Hire Candidates With These 5 Traits — or Prepare to Perish

Take 30 seconds to read this passage from this year’s Global CEO Study from IBM. You’ll find it either unsettling or reassuring based on your recruiting practices.

For years, organizations have been embroiled in the so-called war for talent. The challenge has historically been a shortage of particular skills. But today, it’s virtually impossible for CEOs to find the future skills they will need — because they don’t yet exist. Bombarded by change, most organizations simply cannot envision the functional capabilities needed two or three years from now … CEOs are increasingly focused on finding employees with the ability to constantly reinvent themselves.

So, was that statement chilling or encouraging?
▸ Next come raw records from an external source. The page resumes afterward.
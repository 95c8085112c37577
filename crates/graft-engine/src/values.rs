//! Annotation value decoding.
//!
//! Turns one annotation site into a typed configuration object against the
//! marker's schema: every recognized option ends up with a value (explicit
//! or defaulted), explicit arguments carry their constant-folded value plus
//! the verbatim source text, and unrecognized arguments are retained for
//! completeness checks. A fold failure is a first-class control-flow
//! signal (`ValueDecodeError`), not a fatal error: it aborts this one
//! marker instance and carries the offending expression's span.

use std::fmt;

use graft_ast::printer::Printer;
use graft_ast::{LiteralValue, NodeArena, NodeIndex, SyntaxKind, UnaryOp};
use graft_common::Span;
use indexmap::IndexMap;

/// A constant-folded annotation argument value.
#[derive(Clone, Debug, PartialEq)]
pub enum AnnValue {
    Bool(bool),
    Int(i64),
    Double(f64),
    Char(char),
    Str(String),
    /// `Some.Type.class`
    ClassRef(String),
    /// Dotted constant reference, e.g. `AccessLevel.PRIVATE`.
    EnumRef(String),
    List(Vec<AnnValue>),
    /// Nested annotation literal; kept as a handle into the arena.
    Nested(NodeIndex),
    Null,
}

impl AnnValue {
    pub fn as_bool(&self) -> Option<bool> {
        match self {
            AnnValue::Bool(b) => Some(*b),
            _ => None,
        }
    }

    pub fn as_str(&self) -> Option<&str> {
        match self {
            AnnValue::Str(s) => Some(s),
            _ => None,
        }
    }

    /// Flattens `x` and `{x, y}` to a list of element values; annotation
    /// syntax allows a single element where an array is expected.
    pub fn as_list(&self) -> Vec<&AnnValue> {
        match self {
            AnnValue::List(items) => items.iter().collect(),
            other => vec![other],
        }
    }
}

/// Schema default, spelled so option tables can be `const`.
#[derive(Copy, Clone, Debug)]
pub enum DefaultValue {
    Bool(bool),
    Int(i64),
    Str(&'static str),
    EnumRef(&'static str),
    EmptyList,
}

impl DefaultValue {
    pub fn to_value(self) -> AnnValue {
        match self {
            DefaultValue::Bool(b) => AnnValue::Bool(b),
            DefaultValue::Int(i) => AnnValue::Int(i),
            DefaultValue::Str(s) => AnnValue::Str(s.to_string()),
            DefaultValue::EnumRef(s) => AnnValue::EnumRef(s.to_string()),
            DefaultValue::EmptyList => AnnValue::List(Vec::new()),
        }
    }
}

#[derive(Copy, Clone, Debug)]
pub struct OptionSpec {
    pub name: &'static str,
    pub default: DefaultValue,
}

#[derive(Copy, Clone, Debug)]
pub struct AnnotationSchema {
    pub options: &'static [OptionSpec],
}

/// One recognized option's decoded state.
#[derive(Clone, Debug)]
pub struct DecodedOption {
    pub value: AnnValue,
    /// Verbatim source text of the argument expression; `None` when the
    /// option was defaulted.
    pub raw: Option<String>,
    pub explicit: bool,
    /// Span of the explicit argument, or the annotation's own span when
    /// defaulted (so warnings about an option still have an anchor).
    pub span: Span,
}

/// The decoded configuration object for one annotation site.
#[derive(Clone, Debug)]
pub struct AnnotationValues {
    /// Insertion order follows the schema, keeping reporting deterministic.
    options: IndexMap<&'static str, DecodedOption>,
    /// Arguments whose names match no schema option: (written name, arg node).
    pub unrecognized: Vec<(String, NodeIndex)>,
    /// The annotation node this was decoded from.
    pub site: NodeIndex,
}

impl AnnotationValues {
    pub fn get(&self, name: &str) -> Option<&DecodedOption> {
        self.options.get(name)
    }

    pub fn is_explicit(&self, name: &str) -> bool {
        self.options.get(name).is_some_and(|o| o.explicit)
    }

    pub fn span_of(&self, name: &str) -> Option<Span> {
        self.options.get(name).map(|o| o.span)
    }

    pub fn bool_value(&self, name: &str) -> bool {
        self.options
            .get(name)
            .and_then(|o| o.value.as_bool())
            .unwrap_or(false)
    }

    /// String form of an option; constant references read as their written
    /// text so `access = AccessLevel.NONE` behaves like a string option.
    pub fn str_value(&self, name: &str) -> String {
        self.options
            .get(name)
            .and_then(|o| match &o.value {
                AnnValue::Str(s) | AnnValue::EnumRef(s) => Some(s.clone()),
                _ => None,
            })
            .unwrap_or_default()
    }

    /// String elements of a list-valued option; class refs contribute their
    /// type name, matching the `Foo.class` spelling for exception lists.
    pub fn string_list(&self, name: &str) -> Vec<String> {
        let Some(option) = self.options.get(name) else {
            return Vec::new();
        };
        option
            .value
            .as_list()
            .into_iter()
            .filter_map(|v| match v {
                AnnValue::Str(s) => Some(s.clone()),
                AnnValue::ClassRef(c) => Some(c.clone()),
                AnnValue::EnumRef(e) => Some(e.clone()),
                _ => None,
            })
            .collect()
    }

    pub fn iter(&self) -> impl Iterator<Item = (&'static str, &DecodedOption)> {
        self.options.iter().map(|(k, v)| (*k, v))
    }
}

/// Localized decode failure: one argument could not be constant-folded.
#[derive(Clone, Debug, PartialEq, Eq)]
pub struct ValueDecodeError {
    pub span: Span,
    pub message: String,
}

impl fmt::Display for ValueDecodeError {
    fn fmt(&self, f: &mut fmt::Formatter<'_>) -> fmt::Result {
        write!(f, "{}", self.message)
    }
}

impl std::error::Error for ValueDecodeError {}

/// Decode one annotation site against its marker's schema.
pub fn decode(
    arena: &NodeArena,
    site: NodeIndex,
    schema: &AnnotationSchema,
) -> Result<AnnotationValues, ValueDecodeError> {
    let ann_span = arena.get(site).map(|n| n.span).unwrap_or(Span::EMPTY);
    let args: Vec<NodeIndex> = match arena.get_annotation(site) {
        Some(data) => data.args.iter().collect(),
        None => {
            return Err(ValueDecodeError {
                span: ann_span,
                message: "not an annotation node".to_string(),
            });
        }
    };

    // Match explicit arguments to schema options first.
    let mut explicit: IndexMap<&'static str, (NodeIndex, NodeIndex)> = IndexMap::new();
    let mut unrecognized = Vec::new();
    for arg in args {
        let Some(arg_data) = arena.get_annotation_arg(arg) else {
            continue;
        };
        let written = if arg_data.name.is_none() {
            // Positional shorthand: the single unnamed argument is "value".
            "value".to_string()
        } else {
            arena.resolve_atom(arg_data.name).to_string()
        };
        match schema.options.iter().find(|o| o.name == written) {
            Some(spec) => {
                explicit.insert(spec.name, (arg, arg_data.value));
            }
            None => unrecognized.push((written, arg)),
        }
    }

    let mut options = IndexMap::new();
    for spec in schema.options {
        match explicit.get(spec.name) {
            Some(&(arg, value_expr)) => {
                let span = arena.get(arg).map(|n| n.span).unwrap_or(ann_span);
                let value = fold(arena, value_expr)?;
                let raw = Printer::new(arena).expr(value_expr);
                options.insert(
                    spec.name,
                    DecodedOption {
                        value,
                        raw: Some(raw),
                        explicit: true,
                        span,
                    },
                );
            }
            None => {
                options.insert(
                    spec.name,
                    DecodedOption {
                        value: spec.default.to_value(),
                        raw: None,
                        explicit: false,
                        span: ann_span,
                    },
                );
            }
        }
    }

    Ok(AnnotationValues {
        options,
        unrecognized,
        site,
    })
}

/// Constant-fold an annotation argument expression.
fn fold(arena: &NodeArena, expr: NodeIndex) -> Result<AnnValue, ValueDecodeError> {
    let fail = |span: Span, what: &str| ValueDecodeError {
        span,
        message: format!("annotation argument is not a compile-time constant: {what}"),
    };
    let Some(node) = arena.get(expr) else {
        return Err(fail(Span::EMPTY, "missing expression"));
    };
    let span = node.span;
    match node.kind {
        SyntaxKind::Literal => {
            let data = arena.get_literal(expr).ok_or_else(|| fail(span, "literal"))?;
            Ok(match &data.value {
                LiteralValue::Bool(b) => AnnValue::Bool(*b),
                LiteralValue::Int(i) | LiteralValue::Long(i) => AnnValue::Int(*i),
                LiteralValue::Float(f) => AnnValue::Double(f64::from(*f)),
                LiteralValue::Double(d) => AnnValue::Double(*d),
                LiteralValue::Char(c) => AnnValue::Char(*c),
                LiteralValue::Str(s) => AnnValue::Str(s.clone()),
                LiteralValue::Null => AnnValue::Null,
            })
        }
        SyntaxKind::Unary => {
            let data = arena.get_unary(expr).ok_or_else(|| fail(span, "unary"))?;
            match (data.op, fold(arena, data.operand)?) {
                (UnaryOp::Neg, AnnValue::Int(i)) => Ok(AnnValue::Int(-i)),
                (UnaryOp::Neg, AnnValue::Double(d)) => Ok(AnnValue::Double(-d)),
                (UnaryOp::Not, AnnValue::Bool(b)) => Ok(AnnValue::Bool(!b)),
                _ => Err(fail(span, "unary operator on non-constant")),
            }
        }
        SyntaxKind::ArrayLiteral => {
            let data = arena
                .get_array_literal(expr)
                .ok_or_else(|| fail(span, "array"))?;
            let mut items = Vec::with_capacity(data.elements.len());
            for element in data.elements.iter() {
                items.push(fold(arena, element)?);
            }
            Ok(AnnValue::List(items))
        }
        SyntaxKind::ClassLiteral => {
            let type_ref = arena
                .get_class_literal(expr)
                .map(|d| d.type_ref)
                .unwrap_or(NodeIndex::NONE);
            let name = arena
                .named_ref_text(type_ref)
                .ok_or_else(|| fail(span, "class literal"))?;
            Ok(AnnValue::ClassRef(name))
        }
        SyntaxKind::Annotation => Ok(AnnValue::Nested(expr)),
        // A bare or dotted name can only be a constant reference.
        SyntaxKind::Identifier | SyntaxKind::Select => {
            let text = Printer::new(arena).expr(expr);
            if text.is_empty() {
                Err(fail(span, "unresolvable name"))
            } else {
                Ok(AnnValue::EnumRef(text))
            }
        }
        other => Err(fail(span, &format!("{other:?} expression"))),
    }
}

#[cfg(test)]
mod tests {
    use super::*;
    use graft_ast::UnitBuilder;

    const SCHEMA: AnnotationSchema = AnnotationSchema {
        options: &[
            OptionSpec {
                name: "value",
                default: DefaultValue::Str("close"),
            },
            OptionSpec {
                name: "quietly",
                default: DefaultValue::Bool(false),
            },
        ],
    };

    #[test]
    fn zero_arguments_yield_schema_defaults() {
        let mut b = UnitBuilder::new("T.java", "demo");
        let class = b.class("T");
        let ann = b.annotate(class, "Cleanup");
        let (arena, _) = b.finish();

        let values = decode(&arena, ann, &SCHEMA).unwrap();
        for (_, option) in values.iter() {
            assert!(!option.explicit);
            assert!(option.raw.is_none());
        }
        assert_eq!(values.str_value("value"), "close");
        assert!(!values.bool_value("quietly"));
    }

    #[test]
    fn positional_argument_binds_to_value() {
        let mut b = UnitBuilder::new("T.java", "demo");
        let class = b.class("T");
        let ann = b.annotate(class, "Cleanup");
        let lit = b.lit_str("dispose");
        b.annotation_arg(ann, "", lit);
        let (arena, _) = b.finish();

        let values = decode(&arena, ann, &SCHEMA).unwrap();
        assert!(values.is_explicit("value"));
        assert_eq!(values.str_value("value"), "dispose");
        assert_eq!(values.get("value").unwrap().raw.as_deref(), Some("\"dispose\""));
        assert!(!values.is_explicit("quietly"));
    }

    #[test]
    fn unrecognized_options_are_retained() {
        let mut b = UnitBuilder::new("T.java", "demo");
        let class = b.class("T");
        let ann = b.annotate(class, "Cleanup");
        let lit = b.lit_bool(true);
        b.annotation_arg(ann, "nonsuch", lit);
        let (arena, _) = b.finish();

        let values = decode(&arena, ann, &SCHEMA).unwrap();
        assert_eq!(values.unrecognized.len(), 1);
        assert_eq!(values.unrecognized[0].0, "nonsuch");
    }

    #[test]
    fn non_constant_argument_is_a_localized_failure() {
        let mut b = UnitBuilder::new("T.java", "demo");
        let class = b.class("T");
        let ann = b.annotate(class, "Cleanup");
        let callee = b.ident("compute");
        let call = b.call(callee, vec![]);
        b.annotation_arg(ann, "value", call);
        let (arena, _) = b.finish();

        let err = decode(&arena, ann, &SCHEMA).unwrap_err();
        let call_span = arena.get(call).unwrap().span;
        assert_eq!(err.span, call_span);
    }

    #[test]
    fn folds_arrays_class_literals_and_negation() {
        let mut b = UnitBuilder::new("T.java", "demo");
        let class = b.class("T");
        let ann = b.annotate(class, "M");
        let one = b.lit_int(1);
        let neg = {
            let span = graft_common::Span::EMPTY;
            b.arena_mut().add_unary(UnaryOp::Neg, one, span)
        };
        let cls = b.class_literal("java.lang.Throwable");
        let arr = b.array_literal(vec![neg, cls]);
        b.annotation_arg(ann, "value", arr);
        let (arena, _) = b.finish();

        const M: AnnotationSchema = AnnotationSchema {
            options: &[OptionSpec {
                name: "value",
                default: DefaultValue::EmptyList,
            }],
        };
        let values = decode(&arena, ann, &M).unwrap();
        let list = values.get("value").unwrap().value.as_list();
        assert_eq!(list[0], &AnnValue::Int(-1));
        assert_eq!(
            list[1],
            &AnnValue::ClassRef("java.lang.Throwable".to_string())
        );
    }
}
If you hire based on skills only, I’d understand if you’re feeling a cold sweat coming on. Many of the skills listed on the resumes of the last dozen people you hired could be passé by the next presidential election.

But if you hire beyond skills and personality and hold out for certain character traits (which I preach in my new book Hire Like You Just Beat Cancer, where I have a the complete list of character traits plus 258 Tremendous Interview Questions), you have actually future-proofed your organization.

To ensure your team can adapt, hold out to hire candidates with these five character traits. I’ve also listed key questions you should ask during your pre-employment interviews.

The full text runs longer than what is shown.